Calculation composition likelihood...
Done.
Scoring directed acycling graph...
Done.
Writing output...
Done.


### Precision of model is dependent on the precision of input data
The precision of the final model is dependent on the precision of the data used to construct the model. To demonstrate this point, we assume we can create a data set with more precise stoicheometeric data. Note that, now, the model converges onto a single trajectory. Here, we also demonstrate some other output options that may be useful:


In [5]:
# go to main_dir
os.chdir(main_dir)

# Input variables. 
dict={'0min':2,'5min':3,'10min':2}
input='data_precise'
output='../output_stoich_precise'
subcomplexes=['A1','A2','B1','B2']
exp_comp={'A':'exp_comp_A_precise.csv','B':'exp_comp_B_precise.csv'}


nodes,graph,graph_prob,graph_scores=spatiotemporal.create_DAG(dict,out_pdf=True,npaths=2,input_dir=input,output_dir=output,spatio_temporal_rule=True,expected_subcomplexes=subcomplexes,score_comp=True,exp_comp_map=exp_comp)

Initialing graph...
Done.
Calculation composition likelihood...
Done.
Scoring directed acycling graph...
Done.
Writing output...
Done.


### Other outputs
Note the 2 additional commands, out_pdf and npaths, which caused the creation of new analysis files 'pdf.txt' and 'path1.txt'/'path2.txt' respectively. These files describe:

pdf.txt - stores the probability distribution function (pdf) over all trajectories, with each row corresponding to the next most likely trajectory.

path1.txt / path2.txt - Each line corresponds to a single state visited in the most likely path (path1.txt) or 2nd most likely path (path2.txt). Note that 2 files were written because npaths=2.

## Summary of all options
The create_DAG function has a variety of options for model input and plotting. The tutorial above highlighted the key functions that are necessary to create spatio-temporal models, but other options are also available. Here, we highlight all options of the create_DAG function:

#### Inputs related to model input / calculation
state_dict - dictionary that defines the spatiotemporal model. They keys are strings that correspond to each time point in the stepwise temporal process.
Keys should be ordered according to the steps in the spatiotemporal process. The values are integers that correspond to the number of possible states at that timepoint.
Scores for each model are expected to be stored as state_timescorestr,
where state are integers 1->value of the dictionary, time is the key in the dictionary, and
scorestr is trailing characters, which are assumed to be constant for all states.

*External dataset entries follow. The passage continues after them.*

//! Secure credential handling using the secrecy crate
//!
//! This module provides type aliases and utilities for handling sensitive
//! credentials in memory. It uses the `secrecy` crate which automatically
//! zeros memory when secrets are dropped, preventing exposure in memory dumps
//! or crash reports.
//!
//! # Security Features
//!
//! - **Automatic Zeroization**: Memory is zeroed when `Secret<T>` is dropped
//! - **Debug Protection**: Custom Debug implementation prevents logging
//! - **Explicit Access**: Must call `expose_secret()` to access the value
//!
//! # Example
//!
//! ```rust
//! use medreport::config::{SecretString, SecretValue};
//! use secrecy::{Secret, ExposeSecret};
//!
//! // Create a secret
//! let password: SecretString = Secret::new(SecretValue::from("my-password".to_string()));
//!
//! // Access the secret (only when needed)
//! let password_str = password.expose_secret();
//!
//! // Debug output is redacted
//! println!("{:?}", password); // Prints: Secret([REDACTED])
//! ```

use secrecy::{CloneableSecret, DebugSecret, Secret, SerializableSecret};
use serde::{Deserialize, Deserializer, Serialize, Serializer};
use zeroize::Zeroize;

/// Newtype wrapper for String that implements the required traits for Secret
#[derive(Clone, Debug, Zeroize)]
#[zeroize(drop)]
pub struct SecretValue(String);

impl CloneableSecret for SecretValue {}
impl DebugSecret for SecretValue {}
impl SerializableSecret for SecretValue {}

impl From<String> for SecretValue {
    fn from(s: String) -> Self {
        SecretValue(s)
    }
}

impl From<SecretValue> for String {
    fn from(mut s: SecretValue) -> Self {
        std::mem::take(&mut s.0)
    }
}

impl PartialEq<str> for SecretValue {
    fn eq(&self, other: &str) -> bool {
        self.0 == other
    }
}

impl std::fmt::Display for SecretValue {
    fn fmt(&self, f: &mut std::fmt::Formatter<'_>) -> std::fmt::Result {
        write!(f, "{}", self.0)
    }
}

impl AsRef<str> for SecretValue {
    fn as_ref(&self) -> &str {
        &self.0
    }
}

impl SecretValue {
    /// Check if the secret value is empty
    pub fn is_empty(&self) -> bool {
        self.0.is_empty()
    }
}

impl Serialize for SecretValue {
    fn serialize<S>(&self, serializer: S) -> Result<S::Ok, S::Error>
    where
        S: Serializer,
    {
        self.0.serialize(serializer)
    }
}

impl<'de> Deserialize<'de> for SecretValue {
    fn deserialize<D>(deserializer: D) -> Result<Self, D::Error>
    where
        D: Deserializer<'de>,
    {
        String::deserialize(deserializer).map(SecretValue)
    }
}

/// Type alias for a secret string
///
/// This wraps a `SecretValue` in a `Secret` container that:
/// - Zeros the memory when dropped
/// - Prevents accidental logging via Debug
/// - Requires explicit `expose_secret()` to access
pub type SecretString = Secret<SecretValue>;

/// Helper function to create a SecretString from a String
///
/// # Arguments
///
/// * `value` - The string value to protect
///
/// # Example
///
/// ```rust
/// use medreport::config::secret_string;
///
/// let password = secret_string("my-password".to_string());
/// ```
#[inline]
pub fn secret_string(value: String) -> SecretString {
    Secret::new(SecretValue::from(value))
}

#[cfg(test)]
mod tests {
    use super::*;
    use secrecy::ExposeSecret;

    #[test]
    fn test_secret_string_creation() {
        let secret = secret_string("test-password".to_string());
        assert_eq!(secret.expose_secret(), "test-password");
    }

    #[test]
    fn test_secret_debug_redacted() {
        let secret = secret_string("sensitive-data".to_string());
        let debug_output = format!("{secret:?}");

        // Should not contain the actual secret
        assert!(!debug_output.contains("sensitive-data"));
        // Should contain redaction indicator
        assert!(debug_output.contains("REDACTED") || debug_output.contains("Secret"));
    }

    #[test]
    fn test_secret_serde() {
        use serde::{Deserialize, Serialize};

        #[derive(Serialize, Deserialize)]
        struct TestConfig {
            password: SecretString,
        }

        let config = TestConfig {
            password: secret_string("test123".to_string()),
        };

        // Serialize
        let json = serde_json::to_string(&config).unwrap();
        assert!(json.contains("test123"));

        // Deserialize
        let deserialized: TestConfig = serde_json::from_str(&json).unwrap();
        assert_eq!(deserialized.password.expose_secret(), "test123");
    }
}
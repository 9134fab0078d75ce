//! CSV format strategy

use crate::core::render::{RenderStrategy, ReportMetadata};
use crate::domain::errors::RenderError;
use crate::domain::row::RowRecord;

/// Renders reports as RFC 4180 CSV
///
/// The header row is always written, even for an empty result set, so a
/// zero-row report still yields a well-formed artifact. Quoting and
/// escaping are delegated to the csv crate's defaults.
#[derive(Debug, Default, Clone, Copy)]
pub struct CsvStrategy;

impl RenderStrategy for CsvStrategy {
    fn generate(
        &self,
        rows: &[RowRecord],
        metadata: &ReportMetadata,
    ) -> Result<Vec<u8>, RenderError> {
        let mut writer = csv::Writer::from_writer(Vec::new());

        writer
            .write_record(&metadata.columns)
            .map_err(|e| RenderError::Encoding(format!("CSV header write failed: {e}")))?;

        for row in rows {
            let record: Vec<&str> = metadata
                .columns
                .iter()
                .map(|column| row.get(column).unwrap_or(""))
                .collect();
            writer
                .write_record(&record)
                .map_err(|e| RenderError::Encoding(format!("CSV row write failed: {e}")))?;
        }

        writer
            .into_inner()
            .map_err(|e| RenderError::Encoding(format!("CSV flush failed: {e}")))
    }

    fn file_extension(&self) -> &'static str {
        "csv"
    }

    fn content_type(&self) -> &'static str {
        "text/csv"
    }
}
//! PostgreSQL report store

use crate::adapters::backend::traits::ReportStore;
use crate::adapters::postgres::client::PostgresClient;
use crate::domain::errors::ReportError;
use crate::domain::filters::ReportFilters;
use crate::domain::ids::{OwnerId, ReportId};
use crate::domain::report::{Report, ReportQuery, ReportStatus};
use crate::domain::Result;
use async_trait::async_trait;
use std::str::FromStr;
use std::sync::Arc;
use tokio_postgres::types::ToSql;
use tokio_postgres::Row;
use uuid::Uuid;

type SqlParam = Box<dyn ToSql + Sync + Send>;

const REPORT_COLUMNS: &str = "id, owner, report_type, format, status, filters, title, \
    description, file_path, file_size, checksum, record_count, created_at, updated_at, \
    completed_at, error_message";

/// Report store backed by the `reports` table
pub struct PostgresReportStore {
    client: Arc<PostgresClient>,
}

impl PostgresReportStore {
    pub fn new(client: Arc<PostgresClient>) -> Self {
        Self { client }
    }
}

#[async_trait]
impl ReportStore for PostgresReportStore {
    async fn insert(&self, report: &Report) -> Result<()> {
        let statement = format!(
            "INSERT INTO reports ({REPORT_COLUMNS}) \
             VALUES ($1, $2, $3, $4, $5, $6, $7, $8, $9, $10, $11, $12, $13, $14, $15, $16)"
        );

        self.client
            .execute(
                &statement,
                &[
                    report.id.as_uuid(),
                    &report.owner.as_str(),
                    &report.report_type,
                    &report.format,
                    &report.status.as_str(),
                    &report.filters.to_value(),
                    &report.title,
                    &report.description,
                    &report.file_path,
                    &report.file_size.map(|s| s as i64),
                    &report.checksum,
                    &(report.record_count as i64),
                    &report.created_at,
                    &report.updated_at,
                    &report.completed_at,
                    &report.error_message,
                ],
            )
            .await?;
        Ok(())
    }

    async fn update(&self, report: &Report) -> Result<()> {
        let affected = self
            .client
            .execute(
                "UPDATE reports SET status = $2, filters = $3, title = $4, description = $5, \
                 file_path = $6, file_size = $7, checksum = $8, record_count = $9, \
                 updated_at = $10, completed_at = $11, error_message = $12 WHERE id = $1",
                &[
                    report.id.as_uuid(),
                    &report.status.as_str(),
                    &report.filters.to_value(),
                    &report.title,
                    &report.description,
                    &report.file_path,
                    &report.file_size.map(|s| s as i64),
                    &report.checksum,
                    &(report.record_count as i64),
                    &report.updated_at,
                    &report.completed_at,
                    &report.error_message,
                ],
            )
            .await?;

        if affected == 0 {
            return Err(ReportError::NotFound(format!("Report {}", report.id)));
        }
        Ok(())
    }

    async fn get(&self, id: &ReportId) -> Result<Option<Report>> {
        let query = format!("SELECT {REPORT_COLUMNS} FROM reports WHERE id = $1");
        let rows = self.client.query(&query, &[id.as_uuid()]).await?;
        rows.first().map(report_from_row).transpose()
    }

    async fn list(&self, owner: &OwnerId, query: &ReportQuery) -> Result<Vec<Report>> {
        let mut conditions = vec!["owner = $1".to_string()];
        let mut params: Vec<SqlParam> = vec![Box::new(owner.as_str().to_string())];

        if let Some(report_type) = &query.report_type {
            params.push(Box::new(report_type.clone()));
            conditions.push(format!("report_type = ${}", params.len()));
        }
        if let Some(format) = &query.format {
            params.push(Box::new(format.clone()));
            conditions.push(format!("format = ${}", params.len()));
        }
        if let Some(status) = query.status {
            params.push(Box::new(status.as_str().to_string()));
            conditions.push(format!("status = ${}", params.len()));
        }
        if let Some(from) = query.created_from {
            params.push(Box::new(from));
            conditions.push(format!("created_at >= ${}", params.len()));
        }
        if let Some(to) = query.created_to {
            params.push(Box::new(to));
            conditions.push(format!("created_at <= ${}", params.len()));
        }

        let sql = format!(
            "SELECT {REPORT_COLUMNS} FROM reports WHERE {} ORDER BY created_at DESC",
            conditions.join(" AND ")
        );

        let param_refs: Vec<&(dyn ToSql + Sync)> = params
            .iter()
            .map(|p| p.as_ref() as &(dyn ToSql + Sync))
            .collect();
        let rows = self.client.query(&sql, &param_refs).await?;
        rows.iter().map(report_from_row).collect()
    }

    async fn delete(&self, id: &ReportId) -> Result<bool> {
        let affected = self
            .client
            .execute("DELETE FROM reports WHERE id = $1", &[id.as_uuid()])
            .await?;
        Ok(affected > 0)
    }
}

/// Maps a `reports` row back into the domain model
fn report_from_row(row: &Row) -> Result<Report> {
    let id: Uuid = row.get("id");
    let owner: String = row.get("owner");
    let status: String = row.get("status");
    let filters: serde_json::Value = row.get("filters");
    let file_size: Option<i64> = row.get("file_size");
    let record_count: i64 = row.get("record_count");

    Ok(Report {
        id: ReportId::from_uuid(id),
        owner: OwnerId::new(owner)
            .map_err(|e| ReportError::Database(format!("Corrupt owner column: {e}")))?,
        report_type: row.get("report_type"),
        format: row.get("format"),
        status: ReportStatus::from_str(&status)?,
        filters: ReportFilters::from_value(filters),
        title: row.get("title"),
        description: row.get("description"),
        file_path: row.get("file_path"),
        file_size: file_size.map(|s| s as u64),
        checksum: row.get("checksum"),
        record_count: record_count.max(0) as u64,
        created_at: row.get("created_at"),
        updated_at: row.get("updated_at"),
        completed_at: row.get("completed_at"),
        error_message: row.get("error_message"),
    })
}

input_dir - string, directory where the data is stored. Empty string assumes current working directory.

scorestr - string, trailing characters at the end of the file with scores for each stage of the spatiotemporal model (default: '_scores.log').

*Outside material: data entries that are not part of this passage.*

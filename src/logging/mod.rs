//! Structured logging and observability
//!
//! Console logging is always enabled; rolling JSON file output is opt-in
//! via [`LoggingConfig`].
//!
//! [`LoggingConfig`]: crate::config::LoggingConfig

pub mod structured;

pub use structured::{init_logging, LoggingGuard};
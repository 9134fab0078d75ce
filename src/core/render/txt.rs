//! Plain-text format strategy

use crate::core::render::{RenderStrategy, ReportMetadata};
use crate::domain::errors::RenderError;
use crate::domain::row::RowRecord;

const PAGE_WIDTH: usize = 80;
const MAX_COLUMN_WIDTH: usize = 30;

/// Renders reports as fixed-width ASCII text
///
/// Columns are sized to the widest value (capped at 30 characters, longer
/// values are truncated with an ellipsis). Output is pure ASCII: any other
/// character is replaced with `?`.
#[derive(Debug, Default, Clone, Copy)]
pub struct TxtStrategy;

impl RenderStrategy for TxtStrategy {
    fn generate(
        &self,
        rows: &[RowRecord],
        metadata: &ReportMetadata,
    ) -> Result<Vec<u8>, RenderError> {
        let mut lines: Vec<String> = Vec::new();

        let banner = "=".repeat(PAGE_WIDTH);
        lines.push(banner.clone());
        lines.push(center(&sanitize(&metadata.title), PAGE_WIDTH));
        lines.push(banner);
        lines.push(String::new());

        lines.push(format!(
            "Generated: {}",
            metadata.generated_at.format("%Y-%m-%d %H:%M:%S UTC")
        ));
        lines.push(format!("Report Type: {}", sanitize(&metadata.report_type)));
        lines.push(format!("Total Records: {}", rows.len()));
        if !metadata.description.is_empty() {
            lines.push(format!("Description: {}", sanitize(&metadata.description)));
        }
        lines.push(format!("Filters: {}", sanitize(&metadata.filters.summary())));

        lines.push(String::new());
        lines.push("-".repeat(PAGE_WIDTH));
        lines.push(String::new());

        let headers: Vec<String> = metadata
            .columns
            .iter()
            .map(|c| sanitize(&ReportMetadata::header_label(c)))
            .collect();

        // Column widths: widest of header and values, capped
        let mut widths: Vec<usize> = headers.iter().map(String::len).collect();
        for row in rows {
            for (i, column) in metadata.columns.iter().enumerate() {
                let len = sanitize(row.get(column).unwrap_or("")).len();
                if len > widths[i] {
                    widths[i] = len;
                }
            }
        }
        for width in &mut widths {
            *width = (*width).min(MAX_COLUMN_WIDTH);
        }

        let header_row = headers
            .iter()
            .zip(&widths)
            .map(|(header, width)| pad(header, *width))
            .collect::<Vec<_>>()
            .join(" | ");
        let rule_len = header_row.len();
        lines.push(header_row);
        lines.push("-".repeat(rule_len));

        if rows.is_empty() {
            lines.push("No data available".to_string());
        } else {
            for row in rows {
                let rendered = metadata
                    .columns
                    .iter()
                    .zip(&widths)
                    .map(|(column, width)| {
                        pad(&truncate(&sanitize(row.get(column).unwrap_or("")), *width), *width)
                    })
                    .collect::<Vec<_>>()
                    .join(" | ");
                lines.push(rendered);
            }
        }

        lines.push(String::new());
        lines.push("-".repeat(PAGE_WIDTH));
        lines.push(format!(
            "End of Report | Generated at {}",
            metadata.generated_at.format("%Y-%m-%d %H:%M:%S UTC")
        ));
        lines.push(String::new());

        Ok(lines.join("\n").into_bytes())
    }

    fn file_extension(&self) -> &'static str {
        "txt"
    }

    fn content_type(&self) -> &'static str {
        "text/plain"
    }
}

/// Replaces every non-ASCII or control character with `?`
fn sanitize(value: &str) -> String {
    value
        .chars()
        .map(|c| {
            if c.is_ascii() && !c.is_ascii_control() {
                c
            } else {
                '?'
            }
        })
        .collect()
}

fn center(value: &str, width: usize) -> String {
    if value.len() >= width {
        return value.to_string();
    }
    let left = (width - value.len()) / 2;
    format!("{}{}", " ".repeat(left), value)
}

fn pad(value: &str, width: usize) -> String {
    format!("{value:<width$}")
}

fn truncate(value: &str, width: usize) -> String {
    if value.len() <= width {
        return value.to_string();
    }
    if width <= 3 {
        return value[..width].to_string();
    }
    format!("{}...", &value[..width - 3])
}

output_dir - string, directory where the output will be written. Empty string assumes the same directory as the input_dir.

#### Inputs related to spatiotemporal scoring (all optional)
spatio_temporal_rule- Boolean. If true, enforces that all components earlier in the assembly process are present later in the process. (default: False)

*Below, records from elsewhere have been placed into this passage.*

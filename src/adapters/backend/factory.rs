//! Storage backend factory
//!
//! This module provides factory functions to create the data provider,
//! report store and artifact store based on configuration.

use crate::adapters::backend::traits::{ArtifactStore, DataProvider, ReportStore};
use crate::adapters::fs::FsArtifactStore;
use crate::adapters::memory::{MemoryDataProvider, MemoryReportStore};
use crate::adapters::postgres::client::PostgresClient;
use crate::adapters::postgres::provider::PostgresDataProvider;
use crate::adapters::postgres::store::PostgresReportStore;
use crate::config::schema::{MedreportConfig, StorageBackend};
use crate::domain::errors::ReportError;
use crate::domain::Result;
use std::sync::Arc;

/// Create the data provider and report store for the configured backend
///
/// The PostgreSQL variants share one pooled client; the schema is
/// bootstrapped before the handles are returned.
///
/// # Errors
///
/// Returns an error if the backend cannot be initialized.
pub async fn create_provider_and_store(
    config: &MedreportConfig,
) -> Result<(Arc<dyn DataProvider>, Arc<dyn ReportStore>)> {
    match config.storage.backend {
        StorageBackend::Postgres => {
            let pg_config = config.storage.postgres.as_ref().ok_or_else(|| {
                ReportError::Configuration(
                    "storage.postgres configuration is required when backend = 'postgres'"
                        .to_string(),
                )
            })?;

            tracing::info!(
                database = %pg_config.safe_description(),
                "Creating PostgreSQL backend"
            );
            let client = Arc::new(PostgresClient::new(pg_config.clone()).await?);
            client.ensure_schema().await?;

            Ok((
                Arc::new(PostgresDataProvider::new(client.clone())) as Arc<dyn DataProvider>,
                Arc::new(PostgresReportStore::new(client)) as Arc<dyn ReportStore>,
            ))
        }
        StorageBackend::Memory => {
            tracing::info!("Creating in-memory backend with sample dataset");
            Ok((
                Arc::new(MemoryDataProvider::with_sample_data()) as Arc<dyn DataProvider>,
                Arc::new(MemoryReportStore::new()) as Arc<dyn ReportStore>,
            ))
        }
    }
}

/// Create the artifact store for the configured artifact root
pub fn create_artifact_store(config: &MedreportConfig) -> Arc<dyn ArtifactStore> {
    tracing::debug!(root = %config.storage.artifact_root, "Creating filesystem artifact store");
    Arc::new(FsArtifactStore::new(config.storage.artifact_root.clone()))
}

subcomplexstr- string, trailing characters after the subcomplex file, which is a list of subcomplexes included in the given label/time (default: '.config')

expected_subcomplexes- list of all possible subcomplex strings in the model (default: []) Should be a list without duplicates of all components in the subcomplex files.

#### Inputs related to composition scores (all optional)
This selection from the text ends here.